Act-19 誤解 後編
両腕に福玉を下げて、両手でお捻りを持った儘ドアを開ける、というのは中々と難儀な事だった。
それでもなんとかドアを開ける。
少女らしい部屋だが2間続きになっており、一部屋は1段上がって和室になっており、琴と三味線、お姉さんに買って貰った福玉がおいてあった。

お捻りをテーブルに置いて、福玉は畳も置いてある福玉とは違う方に置く。

(これを、持って帰る、のか…)
車の後部シートが埋まりそうな勢いに諸星は小さな溜息を付く

女の子の部屋をジロジロ見るのは悪いだろうとさっさと出て風呂場に向かう。
旧家ならではだろうか、身体も伸ばせれば大人が5人位充分寝転がれる程の広さがあるので軽い柔軟をやらせて貰えば、気がつかないところで疲れてたのか筋肉がゴキゴキとなる。
深夜のマラソンとかして庭を借りての自主トレとかで筋肉をほぐしたい所だが騒ぎになって困るので自重する事にして、誰も来ない浴室と着替え室を無断借用する形で截拳道の基礎トレを1時間程させて貰った。

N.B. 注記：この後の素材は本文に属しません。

//! ActivityLog - Back-Office Audit Entries

use serde::{Deserialize, Serialize};

use crate::domain::record::{CellRef, TableRecord};

/// One audit entry: who did what, to which entity, and when
#[derive(Debug, Clone, PartialEq, Serialize, Deserialize)]
#[serde(rename_all = "camelCase")]
pub struct ActivityLog {
    pub id: i64,
    /// Account that performed the action
    pub actor: String,
    /// Action code (e.g. "CREATE_OPERATOR")
    pub action: String,
    #[serde(default)]
    pub target: Option<String>,
    #[serde(default)]
    pub ip_address: Option<String>,
    pub created_at: String,
}

impl ActivityLog {
    /// Human-readable action label
    pub fn action_label(&self) -> &str {
        match self.action.as_str() {
            "LOGIN" => "Signed in",
            "LOGOUT" => "Signed out",
            "CREATE_MANAGER" | "CREATE_EXECUTIVE" | "CREATE_OPERATOR" => "Created account",
            "UPDATE_MANAGER" | "UPDATE_EXECUTIVE" | "UPDATE_OPERATOR" => "Updated account",
            "DELETE_MANAGER" | "DELETE_EXECUTIVE" | "DELETE_OPERATOR" => "Deleted account",
            other => other,
        }
    }
}

impl TableRecord for ActivityLog {
    fn cell(&self, key: &str) -> CellRef<'_> {
        match key {
            "id" => CellRef::Number(self.id as f64),
            "actor" => CellRef::Text(&self.actor),
            "action" => CellRef::Text(&self.action),
            "target" => self.target.as_deref().into(),
            "ipAddress" => self.ip_address.as_deref().into(),
            "createdAt" => CellRef::Text(&self.created_at),
            _ => CellRef::Null,
        }
    }
}

#[cfg(test)]
mod tests {
    use super::*;

    #[test]
    fn unknown_action_falls_back_to_code() {
        let log = ActivityLog {
            id: 1,
            actor: "admin".into(),
            action: "RESET_PIN".into(),
            target: None,
            ip_address: None,
            created_at: "2024-05-01 10:00:00".into(),
        };
        assert_eq!(log.action_label(), "RESET_PIN");
        assert_eq!(log.cell("target"), CellRef::Null);
    }
}
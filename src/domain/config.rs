//! Config - Application Configuration

use serde::{Deserialize, Serialize};

use crate::constants::{
    API_TIMEOUT_SECS, DEFAULT_ROWS_PER_PAGE, MAX_CELL_WIDTH, ROWS_PER_PAGE_OPTIONS,
};
use crate::error::{Error, Result};

/// Main application configuration
#[derive(Debug, Clone, PartialEq, Serialize, Deserialize, Default)]
#[serde(default)]
pub struct AppConfig {
    /// Back-office API connection
    pub api: ApiConfig,
    /// Table defaults
    pub table: TableConfig,
}

/// Back-office REST API configuration
#[derive(Debug, Clone, PartialEq, Serialize, Deserialize)]
#[serde(default)]
pub struct ApiConfig {
    /// Base URL, endpoints are appended (e.g. "https://admin.example/api")
    pub base_url: String,
    /// Bearer token (optional)
    pub token: Option<String>,
    /// Request timeout
    pub timeout_secs: u64,
}

impl Default for ApiConfig {
    fn default() -> Self {
        Self {
            base_url: "http://localhost:8080/api".to_string(),
            token: None,
            timeout_secs: API_TIMEOUT_SECS,
        }
    }
}

/// Table defaults applied to views that were never saved
#[derive(Debug, Clone, PartialEq, Serialize, Deserialize)]
#[serde(default)]
pub struct TableConfig {
    /// Initial page size
    pub rows_per_page: usize,
    /// Page sizes offered by the pagination control
    pub rows_per_page_options: Vec<usize>,
    /// Widest a flexible text column may grow in the text renderer
    pub max_cell_width: usize,
}

impl Default for TableConfig {
    fn default() -> Self {
        Self {
            rows_per_page: DEFAULT_ROWS_PER_PAGE,
            rows_per_page_options: ROWS_PER_PAGE_OPTIONS.to_vec(),
            max_cell_width: MAX_CELL_WIDTH,
        }
    }
}

impl AppConfig {
    /// Parse a TOML document; missing sections and keys take their defaults
    pub fn from_toml_str(text: &str) -> Result<Self> {
        let config: AppConfig = toml::from_str(text)?;
        config.validate()?;
        Ok(config)
    }

    pub fn to_toml_string(&self) -> Result<String> {
        Ok(toml::to_string_pretty(self)?)
    }

    /// Reject values the table layer cannot work with
    pub fn validate(&self) -> Result<()> {
        if self.table.rows_per_page == 0 {
            return Err(Error::Config {
                message: "table.rows_per_page must be positive".to_string(),
            });
        }
        if self.table.rows_per_page_options.contains(&0) {
            return Err(Error::Config {
                message: "table.rows_per_page_options must all be positive".to_string(),
            });
        }
        if self.table.max_cell_width < 4 {
            return Err(Error::Config {
                message: "table.max_cell_width must be at least 4".to_string(),
            });
        }
        if self.api.base_url.trim().is_empty() {
            return Err(Error::Config {
                message: "api.base_url must not be empty".to_string(),
            });
        }
        Ok(())
    }
}

#[cfg(test)]
mod tests {
    use super::*;

    #[test]
    fn empty_document_is_all_defaults() {
        let config = AppConfig::from_toml_str("").expect("defaults");
        assert_eq!(config, AppConfig::default());
        assert_eq!(config.table.rows_per_page, 10);
    }

    #[test]
    fn partial_document_keeps_other_defaults() {
        let config = AppConfig::from_toml_str(
            r#"
            [api]
            base_url = "https://admin.lotto.example/api"
            token = "abc"

            [table]
            rows_per_page = 25
            "#,
        )
        .expect("config");

        assert_eq!(config.api.base_url, "https://admin.lotto.example/api");
        assert_eq!(config.api.token.as_deref(), Some("abc"));
        assert_eq!(config.api.timeout_secs, API_TIMEOUT_SECS);
        assert_eq!(config.table.rows_per_page, 25);
        assert_eq!(config.table.rows_per_page_options, ROWS_PER_PAGE_OPTIONS.to_vec());
    }

    #[test]
    fn invalid_values_are_rejected() {
        let zero = AppConfig::from_toml_str("[table]\nrows_per_page = 0\n");
        assert!(matches!(zero, Err(Error::Config { .. })));

        let bad_type = AppConfig::from_toml_str("[table]\nrows_per_page = \"ten\"\n");
        assert!(matches!(bad_type, Err(Error::TomlDe { .. })));
    }

    #[test]
    fn toml_round_trip() {
        let mut config = AppConfig::default();
        config.api.token = Some("t0k".into());
        let text = config.to_toml_string().expect("serialize");
        assert_eq!(AppConfig::from_toml_str(&text).expect("parse"), config);
    }
}
//! Summary - Betting and Winning Totals per Draw

use serde::{Deserialize, Serialize};

use crate::domain::record::{CellRef, TableRecord};

/// Ticket sales for one game, draw and region
#[derive(Debug, Clone, PartialEq, Serialize, Deserialize)]
#[serde(rename_all = "camelCase")]
pub struct BettingSummary {
    pub id: i64,
    pub draw_date: String,
    pub game: String,
    #[serde(rename = "Region")]
    pub region: String,
    pub tickets_sold: i64,
    /// Total staked amount
    pub total_bets: f64,
}

impl TableRecord for BettingSummary {
    fn cell(&self, key: &str) -> CellRef<'_> {
        match key {
            "id" => CellRef::Number(self.id as f64),
            "drawDate" => CellRef::Text(&self.draw_date),
            "game" => CellRef::Text(&self.game),
            "Region" => CellRef::Text(&self.region),
            "ticketsSold" => CellRef::Number(self.tickets_sold as f64),
            "totalBets" => CellRef::Number(self.total_bets),
            _ => CellRef::Null,
        }
    }
}

/// Payouts for one game, draw and region
#[derive(Debug, Clone, PartialEq, Serialize, Deserialize)]
#[serde(rename_all = "camelCase")]
pub struct WinningSummary {
    pub id: i64,
    pub draw_date: String,
    pub game: String,
    #[serde(rename = "Region")]
    pub region: String,
    pub winners: i64,
    pub total_winnings: f64,
    #[serde(default)]
    pub total_claimed: f64,
}

impl WinningSummary {
    /// Winnings not yet claimed
    pub fn unclaimed(&self) -> f64 {
        (self.total_winnings - self.total_claimed).max(0.0)
    }
}

impl TableRecord for WinningSummary {
    fn cell(&self, key: &str) -> CellRef<'_> {
        match key {
            "id" => CellRef::Number(self.id as f64),
            "drawDate" => CellRef::Text(&self.draw_date),
            "game" => CellRef::Text(&self.game),
            "Region" => CellRef::Text(&self.region),
            "winners" => CellRef::Number(self.winners as f64),
            "totalWinnings" => CellRef::Number(self.total_winnings),
            "totalClaimed" => CellRef::Number(self.total_claimed),
            "unclaimed" => CellRef::Number(self.unclaimed()),
            _ => CellRef::Null,
        }
    }
}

1時間も動けば―… 勿論、深夜なので足音を立てないように動けば背中にびっしょりと汗をかく位の運動になる。
滅多に使わないだろうと思われる浴室はとても手入れが行き届いていれ、檜の匂いは森林浴のように疲れを癒してくれる。

(藤代さんは組織とつながっているのだろうか)

部屋にノーパソが置いてあったが使う訳にはいかない。
もし、繋がっているとしたら、履歴を消したとしても専門知識があれば復元できる。
だとすれば、巳恩に行ったように美味しいパン屋を検索する位にしておいた方がいい。

煙草を2本ほど吸って、部屋においてあるティファールで湯を沸かして珈琲を入れる
洋酒でオン・ザ・ロックとしたい所だか茶屋で十分美味しい日本酒を飲んだ。

接待する側だと思っていたが諸星は接待される側だったらしく舞妓姿の巳恩ことすずのや芸妓からお酌をされ、巳恩のご贔屓からも酌をされたり返杯をしたり。
滅多に味わえない宴の酔いは、組織の中でギスギスしかかっている心を解きほぐしてくれた。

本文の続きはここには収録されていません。